Assuming that the employee indicates that he/she cannot return to the prior position, and the employer believe that the employee has a “disability,” the employer may have one more step to consider – that of an assignment to a vacant position if the employer currently has such a position available, within the employee’s qualifications and physical limitations, as an “accommodation.” If the employee refuses to accept such “accommodation” the employer’s duty under the ADA is satisfied and the employee’s continued absence is unexcused.

Incidentally, if the employee accepts the accommodation position, the employer can set the compensation and other job benefits consistent with the economic value of the new position, even if it results in a reduction of compensation or other benefits to the employee.

Family and Medical Leave Act
Under the FMLA, an employer who has more than 50 employees at its location is required to provide up to 12 weeks of unpaid leave of absence from work in any 12 month period to any employee who has worked for the employer for at least 12 months (which need not be consecutive) and at least 1,250 hours during the 12 months prior to the requested leave and who has sustained a “serious health condition.” Thus, before any employer considers terminating an employee who has sustained a serious injury and absence from work for treatment, the employer must confirm that it has complied with the FMLA’s technical requirements to notify the employee that he/she has commenced the leave initially, has properly counted the days utilized on the leave, and that the available leave has been exhausted.
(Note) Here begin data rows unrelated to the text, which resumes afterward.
//! Core traits and types shared across sigmoid attention kernels.
//!
//! Kernels consume tensors laid out as `[batch, seq_len, heads, head_dim]`
//! (or the packed `[batch, seq_len, 3, heads, head_dim]`) and return
//! `[batch, q_len, heads, v_dim]` in the dtype of `v`. Every query/key pair
//! gets an independent sigmoid weight; rows are never renormalised, so a
//! fully masked row produces zeros.

pub mod config;
pub mod errors;

use std::fmt;

use candle_core::{DType, Tensor};

pub use config::{
    AlibiSlopes, AttentionPolicy, CallShape, KernelBackend, WindowSize, BACKEND_ENV_VAR,
    DEFAULT_KERNEL_BACKEND,
};
pub use errors::{AttentionError, Result};

/// Per-call arguments handed to a kernel.
#[derive(Debug, Clone, Copy, PartialEq)]
pub struct KernelArgs<'a> {
    pub sigmoid_bias: f32,
    /// Dropout on the weights; `0.0` disables it.
    pub dropout_p: f32,
    pub window: WindowSize,
    pub alibi_slopes: Option<&'a AlibiSlopes>,
    pub causal: bool,
    /// `None` selects the kernel default `head_dim^-0.5`.
    pub softmax_scale: Option<f32>,
}

impl<'a> KernelArgs<'a> {
    /// Unmasked, non-causal arguments with no dropout.
    pub fn new(sigmoid_bias: f32) -> Self {
        Self {
            sigmoid_bias,
            dropout_p: 0.0,
            window: WindowSize::UNBOUNDED,
            alibi_slopes: None,
            causal: false,
            softmax_scale: None,
        }
    }

    /// Arguments for a layer call; dropout only survives in training mode.
    /// The scale is left to the caller since it depends on prescaling.
    pub fn from_policy(policy: &'a AttentionPolicy, train: bool) -> Self {
        Self {
            sigmoid_bias: policy.sigmoid_bias,
            dropout_p: if train { policy.attn_dropout_p } else { 0.0 },
            window: policy.window,
            alibi_slopes: policy.alibi_slopes.as_ref(),
            causal: policy.causal,
            softmax_scale: None,
        }
    }

    pub fn with_causal(mut self, causal: bool) -> Self {
        self.causal = causal;
        self
    }

    pub fn with_window(mut self, window: WindowSize) -> Self {
        self.window = window;
        self
    }

    pub fn with_alibi(mut self, slopes: &'a AlibiSlopes) -> Self {
        self.alibi_slopes = Some(slopes);
        self
    }

    pub fn with_dropout(mut self, p: f32) -> Self {
        self.dropout_p = p;
        self
    }

    pub fn with_softmax_scale(mut self, scale: Option<f32>) -> Self {
        self.softmax_scale = scale;
        self
    }

    /// Rejects policies no kernel can express.
    pub fn validate(&self) -> Result<()> {
        self.window.validate()?;
        if !(0.0..1.0).contains(&self.dropout_p) {
            return Err(AttentionError::unsupported(format!(
                "dropout probability must be in [0, 1), got {}",
                self.dropout_p
            )));
        }
        Ok(())
    }

    /// Logit scale for the given head width.
    pub fn resolved_scale(&self, head_dim: usize) -> f64 {
        match self.softmax_scale {
            Some(scale) => scale as f64,
            None => 1.0 / (head_dim as f64).sqrt(),
        }
    }
}

/// Validated geometry of one kernel call.
#[derive(Debug, Clone, Copy, PartialEq, Eq)]
pub struct QkvDims {
    pub batch: usize,
    pub q_len: usize,
    pub k_len: usize,
    pub heads: usize,
    pub kv_heads: usize,
    pub head_dim: usize,
    pub v_dim: usize,
}

impl QkvDims {
    /// How many query heads share one key/value head.
    pub fn group_size(&self) -> usize {
        self.heads / self.kv_heads
    }

    /// Shift aligning the last query with the last key.
    pub fn offset(&self) -> i64 {
        self.k_len as i64 - self.q_len as i64
    }
}

/// Checks device, dtype and shape agreement between `q`, `k` and `v`.
pub fn validate_qkv(q: &Tensor, k: &Tensor, v: &Tensor) -> Result<QkvDims> {
    let device = q.device();
    if !device.same_device(k.device()) || !device.same_device(v.device()) {
        return Err(AttentionError::shape(
            "q, k, v must reside on the same device",
        ));
    }

    let dtype = q.dtype();
    if !matches!(dtype, DType::F32 | DType::F16 | DType::BF16) {
        return Err(AttentionError::UnsupportedDType {
            requested: format!("{dtype:?}"),
        });
    }
    if dtype != k.dtype() || dtype != v.dtype() {
        return Err(AttentionError::UnsupportedDType {
            requested: format!(
                "mixed q/k/v dtypes {dtype:?}/{:?}/{:?}",
                k.dtype(),
                v.dtype()
            ),
        });
    }

    let (batch, q_len, heads, head_dim) = q
        .dims4()
        .map_err(|_| AttentionError::shape(format!("q must be [batch, seq, heads, head_dim], got {:?}", q.dims())))?;
    let (kb, k_len, kv_heads, kd) = k
        .dims4()
        .map_err(|_| AttentionError::shape(format!("k must be [batch, seq, heads, head_dim], got {:?}", k.dims())))?;
    let (vb, vk, vh, v_dim) = v
        .dims4()
        .map_err(|_| AttentionError::shape(format!("v must be [batch, seq, heads, head_dim], got {:?}", v.dims())))?;

    if kb != batch || kd != head_dim {
        return Err(AttentionError::shape(format!(
            "k shape mismatch: expected [{batch}, ?, ?, {head_dim}] got [{kb}, {k_len}, {kv_heads}, {kd}]"
        )));
    }
    if vb != batch || vk != k_len || vh != kv_heads {
        return Err(AttentionError::shape(format!(
            "v shape mismatch: expected [{batch}, {k_len}, {kv_heads}, ?] got [{vb}, {vk}, {vh}, {v_dim}]"
        )));
    }
    if kv_heads == 0 || heads % kv_heads != 0 {
        return Err(AttentionError::shape(format!(
            "{heads} query heads cannot share {kv_heads} key/value heads"
        )));
    }

    Ok(QkvDims {
        batch,
        q_len,
        k_len,
        heads,
        kv_heads,
        head_dim,
        v_dim,
    })
}

/// Splits a packed `[batch, seq, 3, heads, head_dim]` tensor into q, k, v.
pub fn split_packed(qkv: &Tensor) -> Result<(Tensor, Tensor, Tensor)> {
    let (_, _, three, _, _) = qkv.dims5().map_err(|_| {
        AttentionError::shape(format!(
            "packed qkv must be [batch, seq, 3, heads, head_dim], got {:?}",
            qkv.dims()
        ))
    })?;
    if three != 3 {
        return Err(AttentionError::shape(format!(
            "packed qkv axis 2 must hold 3 entries, got {three}"
        )));
    }
    let slice = |index: usize| -> Result<Tensor> {
        Ok(qkv.narrow(2, index, 1)?.squeeze(2)?.contiguous()?)
    };
    Ok((slice(0)?, slice(1)?, slice(2)?))
}

/// A primitive computing sigmoid-weighted attention.
pub trait AttentionKernel: Send + Sync + fmt::Debug {
    /// Short identifier used in logs and layer summaries.
    fn name(&self) -> &'static str;

    /// `q: [b, q_len, h, d]`, `k: [b, k_len, h_kv, d]`, `v: [b, k_len, h_kv, d_v]`
    /// with `h % h_kv == 0`. Returns `[b, q_len, h, d_v]`.
    fn weighted_attention(
        &self,
        q: &Tensor,
        k: &Tensor,
        v: &Tensor,
        args: &KernelArgs<'_>,
    ) -> Result<Tensor>;

    /// Packed entry point; `qkv` is `[b, seq, 3, h, d]`.
    fn weighted_attention_packed(&self, qkv: &Tensor, args: &KernelArgs<'_>) -> Result<Tensor> {
        let (q, k, v) = split_packed(qkv)?;
        self.weighted_attention(&q, &k, &v, args)
    }
}

/// Position-dependent rewrite of queries and keys applied before weighting.
///
/// Inputs are `[batch, seq, heads, head_dim]`; outputs keep their shapes.
pub trait PositionalTransform: Send + Sync + fmt::Debug {
    fn apply(
        &self,
        q: &Tensor,
        k: &Tensor,
        q_pos_offset: usize,
        k_pos_offset: usize,
    ) -> Result<(Tensor, Tensor)>;

    /// Label shown in layer summaries.
    fn describe(&self) -> String;
}

#[cfg(test)]
mod tests {
    use super::*;
    use candle_core::Device;

    #[test]
    fn grouped_heads_are_accepted() -> Result<()> {
        let device = Device::Cpu;
        let q = Tensor::zeros((2, 3, 4, 8), DType::F32, &device)?;
        let k = Tensor::zeros((2, 5, 2, 8), DType::F32, &device)?;
        let v = Tensor::zeros((2, 5, 2, 6), DType::F32, &device)?;
        let dims = validate_qkv(&q, &k, &v)?;
        assert_eq!(dims.group_size(), 2);
        assert_eq!(dims.offset(), 2);
        assert_eq!(dims.v_dim, 6);
        Ok(())
    }

    #[test]
    fn indivisible_heads_are_rejected() -> Result<()> {
        let device = Device::Cpu;
        let q = Tensor::zeros((1, 3, 3, 8), DType::F32, &device)?;
        let k = Tensor::zeros((1, 3, 2, 8), DType::F32, &device)?;
        let v = Tensor::zeros((1, 3, 2, 8), DType::F32, &device)?;
        assert!(matches!(
            validate_qkv(&q, &k, &v),
            Err(AttentionError::ShapeMismatch { .. })
        ));
        Ok(())
    }

    #[test]
    fn mixed_dtypes_are_rejected() -> Result<()> {
        let device = Device::Cpu;
        let q = Tensor::zeros((1, 2, 1, 4), DType::F32, &device)?;
        let k = Tensor::zeros((1, 2, 1, 4), DType::BF16, &device)?;
        let v = Tensor::zeros((1, 2, 1, 4), DType::F32, &device)?;
        assert!(matches!(
            validate_qkv(&q, &k, &v),
            Err(AttentionError::UnsupportedDType { .. })
        ));
        Ok(())
    }

    #[test]
    fn kernel_args_follow_training_mode() {
        let policy = AttentionPolicy::default().with_attn_dropout(0.3).with_causal(true);
        assert_eq!(KernelArgs::from_policy(&policy, true).dropout_p, 0.3);
        let eval = KernelArgs::from_policy(&policy, false);
        assert_eq!(eval.dropout_p, 0.0);
        assert!(eval.causal);
        assert!((eval.resolved_scale(16) - 0.25).abs() < 1e-12);
        assert_eq!(eval.with_softmax_scale(Some(1.0)).resolved_scale(16), 1.0);
    }

    #[test]
    fn kernel_args_reject_invalid_policies() {
        let bad_window = KernelArgs::new(0.0).with_window(WindowSize::new(0, -3));
        assert!(matches!(
            bad_window.validate(),
            Err(AttentionError::UnsupportedConfiguration { .. })
        ));
        let bad_dropout = KernelArgs::new(0.0).with_dropout(1.5);
        assert!(matches!(
            bad_dropout.validate(),
            Err(AttentionError::UnsupportedConfiguration { .. })
        ));
    }

    #[test]
    fn packed_split_requires_three_entries() -> Result<()> {
        let device = Device::Cpu;
        let qkv = Tensor::zeros((1, 4, 2, 2, 8), DType::F32, &device)?;
        assert!(split_packed(&qkv).is_err());
        let qkv = Tensor::zeros((1, 4, 3, 2, 8), DType::F32, &device)?;
        let (q, k, v) = split_packed(&qkv)?;
        assert_eq!(q.dims(), &[1, 4, 2, 8]);
        assert_eq!(k.dims(), v.dims());
        Ok(())
    }
}
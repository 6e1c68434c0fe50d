//! Pluggable pieces injected into the attention layers at construction.

use std::sync::Arc;

use candle_core::{DType, Device, Tensor};
use layers::{
    DenseLinearFactory, IdentityNorm, LinearFactory, NormFactory, NormKind, NormalizationLayer,
};

use crate::backend::select_kernel;
use crate::core::{AttentionError, AttentionKernel, KernelBackend, PositionalTransform, Result};

/// Strategy objects a layer is assembled from.
///
/// Unset slots fall back to the layer config: the norm kind it names and the
/// kernel its backend selects.
#[derive(Debug, Clone)]
pub struct AttentionComponents {
    pub linear: Arc<dyn LinearFactory>,
    pub norm: Option<Arc<dyn NormFactory>>,
    pub kernel: Option<Arc<dyn AttentionKernel>>,
    pub positional: Option<Arc<dyn PositionalTransform>>,
}

impl Default for AttentionComponents {
    fn default() -> Self {
        Self {
            linear: Arc::new(DenseLinearFactory::default()),
            norm: None,
            kernel: None,
            positional: None,
        }
    }
}

impl AttentionComponents {
    pub fn with_linear(mut self, factory: Arc<dyn LinearFactory>) -> Self {
        self.linear = factory;
        self
    }

    pub fn with_norm(mut self, factory: Arc<dyn NormFactory>) -> Self {
        self.norm = Some(factory);
        self
    }

    pub fn with_kernel(mut self, kernel: Arc<dyn AttentionKernel>) -> Self {
        self.kernel = Some(kernel);
        self
    }

    pub fn with_positional(mut self, transform: Arc<dyn PositionalTransform>) -> Self {
        self.positional = Some(transform);
        self
    }

    /// The injected kernel, or the one the (env-overridable) backend selects.
    pub(crate) fn resolve_kernel(&self, backend: KernelBackend) -> Result<Arc<dyn AttentionKernel>> {
        match &self.kernel {
            Some(kernel) => Ok(Arc::clone(kernel)),
            None => select_kernel(backend.apply_env_overrides()),
        }
    }

    /// A per-head norm over `hidden_size`, or identity when `enabled` is off.
    pub(crate) fn build_norm(
        &self,
        enabled: bool,
        kind: NormKind,
        hidden_size: usize,
        device: &Device,
        dtype: DType,
    ) -> Result<Arc<dyn NormalizationLayer>> {
        if !enabled {
            return Ok(Arc::new(IdentityNorm::new(hidden_size)));
        }
        let built = match &self.norm {
            Some(factory) => factory.build(hidden_size, device, dtype),
            None => kind.build(hidden_size, device, dtype),
        };
        built.map_err(|err| AttentionError::configuration(format!("norm layer: {err}")))
    }
}

/// Result of one layer call.
#[derive(Debug, Clone)]
pub struct AttentionOutput {
    /// Kernel output flattened over heads, before the output projection.
    pub attn_times_v: Tensor,
    /// Projected output after dropout.
    pub attn_proj: Tensor,
}

pub(crate) fn describe_transform(transform: &Option<Arc<dyn PositionalTransform>>) -> String {
    transform
        .as_ref()
        .map(|t| t.describe())
        .unwrap_or_else(|| "none".to_string())
}
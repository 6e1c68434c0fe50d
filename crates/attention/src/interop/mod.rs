//! Interoperability helpers bridging attention with upstream components.

pub mod rope_adapter;

pub use rope_adapter::RotaryTransform;
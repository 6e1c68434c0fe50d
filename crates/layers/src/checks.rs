//! Lightweight validation helpers shared across layer components.
//!
//! These routines provide concise shape and dtype assertions that can be wired
//! into constructors or forward paths. They return `candle_core::Result<()>`
//! so call sites can propagate errors without panicking. Every helper takes a
//! `label` naming the tensor under inspection so failures point at the
//! offending parameter.

use candle_core::{DType, Error, Result, Tensor};

/// Ensures a tensor has exactly `rank` dimensions.
pub fn expect_rank(label: &str, tensor: &Tensor, rank: usize) -> Result<()> {
    let actual = tensor.rank();
    if actual == rank {
        Ok(())
    } else {
        Err(Error::Msg(format!(
            "{label}: expected rank {rank}, got {actual} ({:?})",
            tensor.dims()
        )))
    }
}

/// Ensures a tensor matches the expected dimensions exactly.
pub fn expect_shape(label: &str, tensor: &Tensor, expected: &[usize]) -> Result<()> {
    let actual = tensor.dims();
    if actual == expected {
        Ok(())
    } else {
        Err(Error::Msg(format!(
            "{label}: expected shape {expected:?}, got {actual:?}"
        )))
    }
}

/// Validates that the trailing (feature) dimension equals `features`.
pub fn expect_last_dim(label: &str, tensor: &Tensor, features: usize) -> Result<()> {
    match tensor.dims().last() {
        Some(&last) if last == features => Ok(()),
        _ => Err(Error::Msg(format!(
            "{label}: expected trailing dimension {features}, got {:?}",
            tensor.dims()
        ))),
    }
}

/// Validates the `(batch, seq, hidden)` convention with a known hidden size.
/// Empty batches and empty sequences are rejected.
pub fn expect_batch_seq_hidden(label: &str, tensor: &Tensor, hidden: usize) -> Result<()> {
    match tensor.dims() {
        [batch, seq, _] if *batch == 0 || *seq == 0 => Err(Error::Msg(format!(
            "{label}: batch and sequence must be non-empty, got {:?}",
            tensor.dims()
        ))),
        [_, _, actual_hidden] if *actual_hidden == hidden => Ok(()),
        dims => Err(Error::Msg(format!(
            "{label}: expected (batch, seq, {hidden}) layout, got {dims:?}"
        ))),
    }
}

/// Checks the tensor dtype is one of the allowed values.
pub fn expect_dtype_in(label: &str, tensor: &Tensor, allowed: &[DType]) -> Result<()> {
    let dtype = tensor.dtype();
    if allowed.contains(&dtype) {
        Ok(())
    } else {
        Err(Error::Msg(format!(
            "{label}: expected dtype in {allowed:?}, got {dtype:?}"
        )))
    }
}

/// Rejects strided views where a packed buffer is required.
pub fn expect_contiguous(label: &str, tensor: &Tensor) -> Result<()> {
    if tensor.is_contiguous() {
        Ok(())
    } else {
        Err(Error::Msg(format!("{label}: tensor must be contiguous")))
    }
}

/// Guards casts between floating point dtypes used for parameters.
pub fn ensure_cast_supported(label: &str, from: DType, to: DType) -> Result<()> {
    let float = |dtype: DType| matches!(dtype, DType::F16 | DType::BF16 | DType::F32 | DType::F64);
    if float(from) && float(to) {
        Ok(())
    } else {
        Err(Error::Msg(format!(
            "{label}: unsupported cast from {from:?} to {to:?}"
        )))
    }
}

#[cfg(test)]
mod tests {
    use super::*;
    use candle_core::Device;

    #[test]
    fn last_dim_check_accepts_per_head_layouts() -> Result<()> {
        let tensor = Tensor::zeros((2, 3, 4, 8), DType::F32, &Device::Cpu)?;
        expect_last_dim("heads", &tensor, 8)?;
        assert!(expect_last_dim("heads", &tensor, 4).is_err());
        Ok(())
    }

    #[test]
    fn batch_seq_hidden_rejects_rank_four() -> Result<()> {
        let tensor = Tensor::zeros((2, 3, 4, 8), DType::F32, &Device::Cpu)?;
        let err = expect_batch_seq_hidden("input", &tensor, 8).unwrap_err();
        assert!(err.to_string().contains("input"));
        Ok(())
    }

    #[test]
    fn batch_seq_hidden_rejects_empty_sequences() -> Result<()> {
        let empty = Tensor::zeros((2, 0, 8), DType::F32, &Device::Cpu)?;
        let err = expect_batch_seq_hidden("input", &empty, 8).unwrap_err();
        assert!(err.to_string().contains("non-empty"));
        let no_batch = Tensor::zeros((0, 3, 8), DType::F32, &Device::Cpu)?;
        assert!(expect_batch_seq_hidden("input", &no_batch, 8).is_err());
        Ok(())
    }

    #[test]
    fn integer_casts_are_rejected() {
        assert!(ensure_cast_supported("w", DType::F32, DType::BF16).is_ok());
        assert!(ensure_cast_supported("w", DType::U32, DType::F32).is_err());
    }
}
Assuming that these requirements have been met and the leave period has been exhausted, there is no impediment under the FMLA to termination.

Labor Contract or Handbook Rights
Finally, an injured employee may have certain rights under a labor agreement or employee handbook that limit the employer’s ability to terminate the employee until the conditions under the agreement or handbook have been met. For example, the employee may have a right to be absent from work for certain periods, typically up to one year under some labor agreements, or a right to a minimum period of notice and an opportunity to return to work under a handbook, before he/she can be terminated. Thus, the employer should review the tab or agreement and handbook to assure that such employee rights are honored.

Conclusion
As discussed above, the employer faces several potential hurdles to ensure that the termination does not violate the employee’s rights under state or federal law. Careful analysis of these foregoing rights will ensure that the termination can be sustained as non-discriminatory.